Hitchens asked Marantz about his 2017 piece, “The Birth of a White Supremacist,” in which he traces the journey of Mike Enoch, a man who grew up in a liberal family but, through the internet, became a leading voice in the alt-right movement.
Marantz said he thinks it is important to profile people who he doesn’t necessarily want to paint in a positive light, in order to understand more deeply how they came to be who they are.
“I think if we can’t figure out what makes [the alt-right] attractive to someone, we can’t inoculate ourselves against it,” he said.
These ideas resonated with Greer Gibney PZ ’20, an event attendee.
“He questioned the idea that is often argued that giving time to exploring the background of people like [white supremacist] Richard Spencer or the Pittsburgh shooter is not worth it,” she said. “He made me think about investigative journalism today, in which digging deep and looking from all angles is deeply important to helping formulate the picture or story in a way that might draw an audience in.”
Marantz displayed his breadth of knowledge about the role of social media in today’s political climate with jokes that had the audience laughing about memes, internet trolls and the ins-and-outs of Reddit. But the conversation ultimately always returned to the importance of using the internet as a source to understand the roots of hate speech, rather than simply turning a blind eye and hoping that it will go away.
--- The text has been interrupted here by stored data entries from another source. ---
//! Deterministic concentrated-liquidity pool engine in pure Rust.
//!
//! This crate exposes:
//! - Low‑level fixed‑point math (`math::*`) for ticks, prices, liquidity
//!   deltas and single swap steps, bit‑exact with the Q64.96 / Q128.128
//!   integer semantics of Uniswap V3 style pools.
//! - A sparse [`TickRegistry`] and a [`PositionLedger`].
//! - A [`PoolEngine`] that ties them together: initialize, mint, burn,
//!   collect, protocol fees and swaps, settling through a [`TokenLedger`].
//!
//! Every engine operation either commits its full state transition or
//! returns an error with the pool untouched.
//!
//! # Examples
//!
//! ## Pure math
//! ```no_run
//! use clmm_pool::{math::tick_math, RESOLUTION, U256};
//!
//! let sqrt_price = tick_math::get_sqrt_ratio_at_tick(0).unwrap();
//! assert!(sqrt_price > U256::ZERO);
//! assert_eq!(RESOLUTION, 96);
//! ```
//!
//! ## Minting and swapping in an in‑memory pool
//! ```no_run
//! use clmm_pool::{
//!     math::tick_math::{get_sqrt_ratio_at_tick, MIN_SQRT_RATIO},
//!     Address, InMemoryLedger, PoolConfig, PoolEngine, I256, U256,
//! };
//!
//! let config = PoolConfig::for_fee_tier(3000).unwrap();
//! let mut pool = PoolEngine::new(config, InMemoryLedger::default(), InMemoryLedger::default());
//! pool.initialize(get_sqrt_ratio_at_tick(0).unwrap()).unwrap();
//!
//! let lp = Address::repeat_byte(0x11);
//! let (amount0, amount1) = pool.mint(lp, -600, 600, 1_000_000).unwrap();
//! println!("deposited {amount0} / {amount1}");
//!
//! let trader = Address::repeat_byte(0x22);
//! let result = pool
//!     .swap(trader, true, I256::try_from(1000).unwrap(), MIN_SQRT_RATIO + U256::ONE)
//!     .unwrap();
//! println!("amount0: {}, amount1: {}", result.amount0, result.amount1);
//! ```

pub use alloy_primitives::{Address, I256, U256};

pub mod config;
pub mod error;
mod hash;
pub mod ledger;
pub mod math;
pub mod pool;

pub use config::PoolConfig;
pub use error::{Error, LedgerError, MathError, PoolError, StateError};
pub use hash::FastMap;
pub use ledger::{InMemoryLedger, TokenLedger, TokenSlot};
pub use pool::{
    engine::{PoolEngine, ProtocolFees, Slot0},
    liquidity::{BurnResult, get_amounts_for_liquidity},
    position::{Position, PositionKey, PositionLedger},
    swap::SwapResult,
    tick::{TickInfo, TickRegistry},
};

/// `type(uint160).max`
const U160_MAX: U256 = U256::from_limbs([u64::MAX, u64::MAX, u32::MAX as u64, 0]);
const U256_E6: U256 = U256::from_limbs([1000000, 0, 0, 0]);

pub const RESOLUTION: u8 = 96;
pub const Q96: U256 = U256::from_limbs([0, 4294967296, 0, 0]);
pub const Q128: U256 = U256::from_limbs([0, 0, 1, 0]);
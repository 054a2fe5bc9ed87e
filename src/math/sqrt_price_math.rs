use crate::RESOLUTION;
use crate::math::math_helpers::{div_rounding_up, mul_div, mul_div_rounding_up, unlikely};
use crate::{
    Q96, U160_MAX,
    error::{Error, MathError, StateError},
};
use alloy_primitives::{I256, U256};

/// Computes the next sqrt price after adding or removing `amount` of
/// token0, rounding the resulting price up.
///
/// Rounding up keeps the price far enough that exact-output swaps never
/// pay out more than the pool holds and exact-input swaps never receive
/// less than they owe.
pub fn get_next_sqrt_price_from_amount_0_rounding_up(
    sqrt_p_x96: U256,
    liquidity: u128,
    amount: U256,
    add: bool,
) -> Result<U256, Error> {
    if amount.is_zero() {
        return Ok(sqrt_p_x96);
    }

    let numerator1: U256 = U256::from(liquidity) << RESOLUTION;
    let product: U256 = amount.wrapping_mul(sqrt_p_x96);
    let product_fits = product / amount == sqrt_p_x96;

    if add {
        if product_fits {
            let denominator = numerator1.wrapping_add(product);
            if denominator >= numerator1 {
                return mul_div_rounding_up(numerator1, sqrt_p_x96, denominator)
                    .map_err(Error::from);
            }
        }
        let denominator = (numerator1 / sqrt_p_x96)
            .checked_add(amount)
            .ok_or(MathError::Overflow)?;
        Ok(div_rounding_up(numerator1, denominator))
    } else {
        if !product_fits || numerator1 <= product {
            return Err(StateError::InsufficientReserves.into());
        }
        let denominator = numerator1 - product;
        mul_div_rounding_up(numerator1, sqrt_p_x96, denominator).map_err(Error::from)
    }
}

/// Computes the next sqrt price after adding or removing `amount` of
/// token1, rounding the resulting price down.
pub fn get_next_sqrt_price_from_amount_1_rounding_down(
    sqrt_p_x96: U256,
    liquidity: u128,
    amount: U256,
    add: bool,
) -> Result<U256, Error> {
    let liquidity = U256::from(liquidity);
    if add {
        let quotient: U256 = if amount <= U160_MAX {
            (amount << RESOLUTION) / liquidity
        } else {
            mul_div(amount, Q96, liquidity)?
        };

        match sqrt_p_x96.checked_add(quotient) {
            Some(result) if result <= U160_MAX => Ok(result),
            _ => Err(MathError::Overflow.into()),
        }
    } else {
        let quotient: U256 = if amount <= U160_MAX {
            div_rounding_up(amount << RESOLUTION, liquidity)
        } else {
            mul_div_rounding_up(amount, Q96, liquidity)?
        };

        if sqrt_p_x96 <= quotient {
            return Err(StateError::InsufficientReserves.into());
        }
        Ok(sqrt_p_x96 - quotient)
    }
}

/// Amount of token0 between two sqrt prices for `liquidity`:
/// `liquidity * (sqrt_b - sqrt_a) / (sqrt_a * sqrt_b)`, optionally
/// rounded up. The prices may be passed in either order.
pub fn get_amount_0_delta_base(
    mut sqrt_ratio_a_x96: U256,
    mut sqrt_ratio_b_x96: U256,
    liquidity: u128,
    round_up: bool,
) -> Result<U256, Error> {
    if sqrt_ratio_a_x96 > sqrt_ratio_b_x96 {
        (sqrt_ratio_a_x96, sqrt_ratio_b_x96) = (sqrt_ratio_b_x96, sqrt_ratio_a_x96)
    };

    if sqrt_ratio_a_x96.is_zero() {
        return Err(StateError::SqrtRatioIsZero.into());
    }

    let numerator1 = U256::from(liquidity) << RESOLUTION;
    let numerator2 = sqrt_ratio_b_x96 - sqrt_ratio_a_x96;

    if round_up {
        Ok(div_rounding_up(
            mul_div_rounding_up(numerator1, numerator2, sqrt_ratio_b_x96)?,
            sqrt_ratio_a_x96,
        ))
    } else {
        Ok(mul_div(numerator1, numerator2, sqrt_ratio_b_x96)? / sqrt_ratio_a_x96)
    }
}

/// Amount of token1 between two sqrt prices for `liquidity`:
/// `liquidity * (sqrt_b - sqrt_a)`, optionally rounded up.
pub fn get_amount_1_delta_base(
    mut sqrt_ratio_a_x96: U256,
    mut sqrt_ratio_b_x96: U256,
    liquidity: u128,
    round_up: bool,
) -> Result<U256, MathError> {
    if sqrt_ratio_a_x96 > sqrt_ratio_b_x96 {
        (sqrt_ratio_a_x96, sqrt_ratio_b_x96) = (sqrt_ratio_b_x96, sqrt_ratio_a_x96)
    };
    let liquidity = U256::from(liquidity);

    if round_up {
        mul_div_rounding_up(liquidity, sqrt_ratio_b_x96 - sqrt_ratio_a_x96, Q96)
    } else {
        mul_div(liquidity, sqrt_ratio_b_x96 - sqrt_ratio_a_x96, Q96)
    }
}

#[inline]
fn to_signed(amount: U256, negate: bool) -> Result<I256, MathError> {
    let amount = I256::try_from(amount).map_err(|_| MathError::Overflow)?;
    Ok(if negate { -amount } else { amount })
}

/// Signed token0 amount for a signed liquidity change over a price range.
///
/// Positive liquidity (a deposit) rounds up, negative liquidity (a
/// withdrawal) rounds down and yields a negative amount.
pub fn get_amount_0_delta(
    sqrt_ratio_a_x96: U256,
    sqrt_ratio_b_x96: U256,
    liquidity: i128,
) -> Result<I256, Error> {
    let round_up = liquidity >= 0;
    let amount = get_amount_0_delta_base(
        sqrt_ratio_a_x96,
        sqrt_ratio_b_x96,
        liquidity.unsigned_abs(),
        round_up,
    )?;
    to_signed(amount, !round_up).map_err(Error::from)
}

/// Signed token1 amount for a signed liquidity change over a price range.
pub fn get_amount_1_delta(
    sqrt_ratio_a_x96: U256,
    sqrt_ratio_b_x96: U256,
    liquidity: i128,
) -> Result<I256, MathError> {
    let round_up = liquidity >= 0;
    let amount = get_amount_1_delta_base(
        sqrt_ratio_a_x96,
        sqrt_ratio_b_x96,
        liquidity.unsigned_abs(),
        round_up,
    )?;
    to_signed(amount, !round_up)
}

/// Computes the next sqrt price when `amount_in` of the input token is
/// swapped *into* the pool.
pub fn get_next_sqrt_price_from_input(
    sqrt_p_x96: U256,
    liquidity: u128,
    amount_in: U256,
    zero_for_one: bool,
) -> Result<U256, Error> {
    if unlikely(sqrt_p_x96.is_zero()) {
        return Err(StateError::SqrtPriceIsZero.into());
    }
    if unlikely(liquidity == 0) {
        return Err(StateError::LiquidityIsZero.into());
    }

    if zero_for_one {
        get_next_sqrt_price_from_amount_0_rounding_up(sqrt_p_x96, liquidity, amount_in, true)
    } else {
        get_next_sqrt_price_from_amount_1_rounding_down(sqrt_p_x96, liquidity, amount_in, true)
    }
}

/// Computes the next sqrt price when `amount_out` of the output token is
/// taken *out of* the pool.
pub fn get_next_sqrt_price_from_output(
    sqrt_p_x96: U256,
    liquidity: u128,
    amount_out: U256,
    zero_for_one: bool,
) -> Result<U256, Error> {
    if unlikely(sqrt_p_x96.is_zero()) {
        return Err(StateError::SqrtPriceIsZero.into());
    }
    if unlikely(liquidity == 0) {
        return Err(StateError::LiquidityIsZero.into());
    }

    if zero_for_one {
        get_next_sqrt_price_from_amount_1_rounding_down(sqrt_p_x96, liquidity, amount_out, false)
    } else {
        get_next_sqrt_price_from_amount_0_rounding_up(sqrt_p_x96, liquidity, amount_out, false)
    }
}
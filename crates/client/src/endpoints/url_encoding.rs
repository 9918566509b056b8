//! Path construction for resource endpoints.
//!
//! Identifiers are normalized with [`normalize_id`] and then percent-encoded
//! so a string id can never add path segments or a query string.

use percent_encoding::{AsciiSet, CONTROLS, utf8_percent_encode};
use serde_json::Value;

use crate::error::Result;
use crate::id::normalize_id;

/// Characters encoded inside a single path segment (RFC 3986 section 3.3).
pub const PATH_SEGMENT_ENCODE_SET: &AsciiSet = &CONTROLS
    .add(b' ')
    .add(b'"')
    .add(b'<')
    .add(b'>')
    .add(b'`')
    .add(b'{')
    .add(b'}')
    .add(b'%')
    .add(b'/')
    .add(b'?')
    .add(b'#')
    .add(b'[')
    .add(b']')
    .add(b'\\');

/// Percent-encode one path segment.
pub fn encode_path_segment(segment: &str) -> String {
    utf8_percent_encode(segment, PATH_SEGMENT_ENCODE_SET).to_string()
}

/// Join a collection path and an identifier: `/v1/monitor` + `12` → `/v1/monitor/12`.
///
/// Fails with `UnsupportedIdType` when `id` is not a string or an integer.
pub fn resource_path(collection: &str, id: impl Into<Value>) -> Result<String> {
    let id = normalize_id(id)?;
    Ok(format!("{}/{}", collection, encode_path_segment(&id)))
}
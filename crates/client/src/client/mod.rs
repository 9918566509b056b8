//! Main Datadog API client and API methods.
//!
//! # Submodules
//! - [`builder`]: Client construction and configuration
//! - `logs_pipelines`: Logs pipeline and pipeline-order methods
//! - `monitors`: Monitor methods
//! - `dashboards`: Timeboard methods
//!
//! # What this module does NOT handle:
//! - Direct HTTP request implementation (delegated to [`crate::endpoints`])
//! - JSON shape of pipelines (delegated to [`crate::codec`])
//!
//! # Invariants
//! - Every request carries both key headers
//! - Every id argument goes through [`crate::normalize_id`] before it reaches a URL

pub mod builder;

mod dashboards;
mod logs_pipelines;
mod monitors;

use reqwest::Method;

use crate::auth::ApiKeys;
use crate::endpoints;
use crate::error::Result;

/// Datadog REST API client.
///
/// ```rust,ignore
/// use datadog_client::DatadogClient;
/// use datadog_config::ConfigLoader;
///
/// let config = ConfigLoader::new().load_dotenv()?.from_env()?.build()?;
/// let client = DatadogClient::builder().from_config(&config).build()?;
/// let pipeline = client.get_logs_pipeline("dbJLomG9Tz-DYnAR5w-ilA").await?;
/// ```
#[derive(Debug)]
pub struct DatadogClient {
    pub(crate) http: reqwest::Client,
    pub(crate) base_url: String,
    pub(crate) keys: ApiKeys,
    pub(crate) max_retries: usize,
}

impl DatadogClient {
    pub fn builder() -> builder::DatadogClientBuilder {
        builder::DatadogClientBuilder::new()
    }

    pub fn base_url(&self) -> &str {
        &self.base_url
    }

    /// GET `path` (relative to the base URL) and return the raw body.
    pub async fn fetch(&self, path: &str) -> Result<Vec<u8>> {
        self.send(Method::GET, path, None).await
    }

    /// Send `method` to `path` with an optional JSON body and return the raw body.
    pub async fn send(&self, method: Method, path: &str, body: Option<Vec<u8>>) -> Result<Vec<u8>> {
        endpoints::send_raw(
            &self.http,
            &self.base_url,
            &self.keys,
            method,
            path,
            body,
            self.max_retries,
        )
        .await
    }
}
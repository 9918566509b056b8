//! Timeboard endpoints (`/v1/dash`).
//!
//! Single-board responses are wrapped as `{"dash": {...}}`; the list is
//! `{"dashes": [...]}`.

use reqwest::{Client, Method};
use serde_json::Value;

use crate::auth::ApiKeys;
use crate::endpoints::send_raw;
use crate::endpoints::url_encoding::resource_path;
use crate::error::Result;
use crate::models::{Dashboard, DashboardListResponse, DashboardResponse};

const DASHBOARDS_PATH: &str = "/v1/dash";

/// Get a board by integer id or by its string `new_id`.
pub async fn get_dashboard(
    client: &Client,
    base_url: &str,
    keys: &ApiKeys,
    id: Value,
    max_retries: usize,
) -> Result<Dashboard> {
    let path = resource_path(DASHBOARDS_PATH, id)?;
    let body = send_raw(client, base_url, keys, Method::GET, &path, None, max_retries).await?;
    let resp: DashboardResponse = serde_json::from_slice(&body)?;
    Ok(resp.dash)
}

/// List board summaries. Graphs are not included in list entries.
pub async fn list_dashboards(
    client: &Client,
    base_url: &str,
    keys: &ApiKeys,
    max_retries: usize,
) -> Result<Vec<Dashboard>> {
    let body = send_raw(
        client,
        base_url,
        keys,
        Method::GET,
        DASHBOARDS_PATH,
        None,
        max_retries,
    )
    .await?;
    let resp: DashboardListResponse = serde_json::from_slice(&body)?;
    Ok(resp.dashes)
}

pub async fn create_dashboard(
    client: &Client,
    base_url: &str,
    keys: &ApiKeys,
    dashboard: &Dashboard,
    max_retries: usize,
) -> Result<Dashboard> {
    let payload = serde_json::to_vec(dashboard)?;
    let body = send_raw(
        client,
        base_url,
        keys,
        Method::POST,
        DASHBOARDS_PATH,
        Some(payload),
        max_retries,
    )
    .await?;
    let resp: DashboardResponse = serde_json::from_slice(&body)?;
    Ok(resp.dash)
}

pub async fn update_dashboard(
    client: &Client,
    base_url: &str,
    keys: &ApiKeys,
    id: Value,
    dashboard: &Dashboard,
    max_retries: usize,
) -> Result<()> {
    let path = resource_path(DASHBOARDS_PATH, id)?;
    let payload = serde_json::to_vec(dashboard)?;
    send_raw(
        client,
        base_url,
        keys,
        Method::PUT,
        &path,
        Some(payload),
        max_retries,
    )
    .await?;
    Ok(())
}

pub async fn delete_dashboard(
    client: &Client,
    base_url: &str,
    keys: &ApiKeys,
    id: Value,
    max_retries: usize,
) -> Result<()> {
    let path = resource_path(DASHBOARDS_PATH, id)?;
    send_raw(client, base_url, keys, Method::DELETE, &path, None, max_retries).await?;
    Ok(())
}
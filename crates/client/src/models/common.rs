//! Types shared across Datadog API models.

use serde::Deserialize;

/// Error body returned by the Datadog API on non-success status codes.
///
/// ```json
/// { "errors": ["Monitor not found"] }
/// ```
#[derive(Debug, Clone, Default, Deserialize)]
pub struct ApiErrors {
    #[serde(default)]
    pub errors: Vec<String>,
}

impl ApiErrors {
    /// Join the messages for display, or `None` when the list is empty.
    pub fn message(&self) -> Option<String> {
        if self.errors.is_empty() {
            None
        } else {
            Some(self.errors.join("; "))
        }
    }
}
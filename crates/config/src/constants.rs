//! Centralized constants for the Datadog client workspace.
//!
//! This module contains default values used across crates to avoid
//! magic number duplication and improve maintainability.

// =============================================================================
// Connection & Timeout Defaults
// =============================================================================

/// Default Datadog API base URL (US1 site).
pub const DEFAULT_BASE_URL: &str = "https://api.datadoghq.com/api";

/// Default HTTP request timeout in seconds.
pub const DEFAULT_TIMEOUT_SECS: u64 = 30;

/// Maximum allowed connection timeout in seconds (1 hour).
pub const MAX_TIMEOUT_SECS: u64 = 3600;

/// Default maximum number of HTTP redirects to follow.
pub const DEFAULT_MAX_REDIRECTS: usize = 5;

/// Default maximum number of retries for rate-limited requests.
pub const DEFAULT_MAX_RETRIES: usize = 3;

/// Upper bound on the 429 retry budget, from any source.
pub const MAX_MAX_RETRIES: usize = 10;

// =============================================================================
// Authentication Headers
// =============================================================================

/// Header carrying the organization API key.
pub const API_KEY_HEADER: &str = "DD-API-KEY";

/// Header carrying the user application key.
pub const APP_KEY_HEADER: &str = "DD-APPLICATION-KEY";
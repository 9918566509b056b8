//! Untyped request primitive shared by every resource endpoint.

use reqwest::header::{ACCEPT, CONTENT_TYPE};
use reqwest::{Client, Method};
use tracing::debug;

use crate::auth::ApiKeys;
use crate::endpoints::send_request_with_retry;
use crate::error::Result;

/// Send `method` to `base_url` + `path` with the key headers and an optional
/// JSON body, returning the raw response bytes.
pub async fn send_raw(
    client: &Client,
    base_url: &str,
    keys: &ApiKeys,
    method: Method,
    path: &str,
    body: Option<Vec<u8>>,
    max_retries: usize,
) -> Result<Vec<u8>> {
    let url = format!("{}{}", base_url, path);
    debug!(method = %method, path, "Sending Datadog API request");

    let mut builder = keys
        .apply(client.request(method, &url))
        .header(ACCEPT, "application/json");
    if let Some(body) = body {
        builder = builder.header(CONTENT_TYPE, "application/json").body(body);
    }

    let response = send_request_with_retry(builder, max_retries).await?;
    Ok(response.bytes().await?.to_vec())
}
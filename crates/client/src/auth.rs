//! API/application key authentication.
//!
//! Datadog authenticates every call with two static headers. There is no
//! session to refresh, so a rejected key surfaces directly as a 401/403
//! [`crate::ClientError::ApiError`].

use datadog_config::constants::{API_KEY_HEADER, APP_KEY_HEADER};
use reqwest::RequestBuilder;
use secrecy::{ExposeSecret, SecretString};

/// The organization API key and the user application key.
#[derive(Debug, Clone)]
pub struct ApiKeys {
    api_key: SecretString,
    app_key: SecretString,
}

impl ApiKeys {
    pub fn new(api_key: SecretString, app_key: SecretString) -> Self {
        Self { api_key, app_key }
    }

    /// True when either key is empty after trimming.
    pub fn is_incomplete(&self) -> bool {
        self.api_key.expose_secret().trim().is_empty()
            || self.app_key.expose_secret().trim().is_empty()
    }

    /// Attach both key headers to a request.
    pub fn apply(&self, builder: RequestBuilder) -> RequestBuilder {
        builder
            .header(API_KEY_HEADER, self.api_key.expose_secret())
            .header(APP_KEY_HEADER, self.app_key.expose_secret())
    }
}

#[cfg(test)]
mod tests {
    use super::*;

    fn keys(api: &str, app: &str) -> ApiKeys {
        ApiKeys::new(
            SecretString::new(api.to_string().into()),
            SecretString::new(app.to_string().into()),
        )
    }

    #[test]
    fn test_incomplete_keys() {
        assert!(!keys("api", "app").is_incomplete());
        assert!(keys("", "app").is_incomplete());
        assert!(keys("api", "   ").is_incomplete());
    }

    #[test]
    fn test_debug_does_not_leak_keys() {
        let debug = format!("{:?}", keys("api-secret-value", "app-secret-value"));
        assert!(!debug.contains("api-secret-value"));
        assert!(!debug.contains("app-secret-value"));
    }

    #[test]
    fn test_apply_sets_headers() {
        let request = keys("abc", "xyz")
            .apply(reqwest::Client::new().get("https://api.datadoghq.com/api/v1/validate"))
            .build()
            .unwrap();
        assert_eq!(request.headers()[API_KEY_HEADER], "abc");
        assert_eq!(request.headers()[APP_KEY_HEADER], "xyz");
    }
}
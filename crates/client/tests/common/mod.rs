//! Common test utilities for integration tests.
//!
//! # Invariants
//! - Fixtures are loaded from the `fixtures/` directory relative to the crate root
//! - Every client built here sends `TEST_API_KEY` / `TEST_APP_KEY`
//!
//! # What this does NOT handle
//! - Mock server setup (use wiremock directly in tests)

#[allow(unused_imports)]
pub use datadog_client::testing::{load_fixture, load_fixture_bytes};

#[allow(unused_imports)]
pub use datadog_client::{ClientError, DatadogClient, DecodeError};
#[allow(unused_imports)]
pub use wiremock::{Mock, MockServer, ResponseTemplate};

use secrecy::SecretString;

#[allow(dead_code)]
pub const TEST_API_KEY: &str = "test-api-key";
#[allow(dead_code)]
pub const TEST_APP_KEY: &str = "test-app-key";

/// Client pointed at a mock server with the given 429 retry budget.
#[allow(dead_code)]
pub fn test_client_with_retries(base_url: &str, max_retries: usize) -> DatadogClient {
    DatadogClient::builder()
        .base_url(base_url.to_string())
        .api_key(SecretString::new(TEST_API_KEY.to_string().into()))
        .app_key(SecretString::new(TEST_APP_KEY.to_string().into()))
        .max_retries(max_retries)
        .build()
        .expect("client should build")
}

#[allow(dead_code)]
pub fn test_client(base_url: &str) -> DatadogClient {
    test_client_with_retries(base_url, 1)
}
“I’ve been going back and reading a lot of James Baldwin for various reasons, and his message again and again and again is, let’s try and figure out what makes these deplorable people deplorable, so we can stop them from being deplorable,” Marantz continued, referring to Hillary Clinton’s controversial use of the word to describe President Donald Trump’s supporters during the 2016 presidential campaign.
“That seems to have gotten a little bit lost along the way, and I really worry about that because it’s as if we get into this dichotomy of either ‘You’re not allowed to call them deplorable,’ or you can only call them deplorable and that can only be the end of the conversation. I just think neither of those lead anywhere.”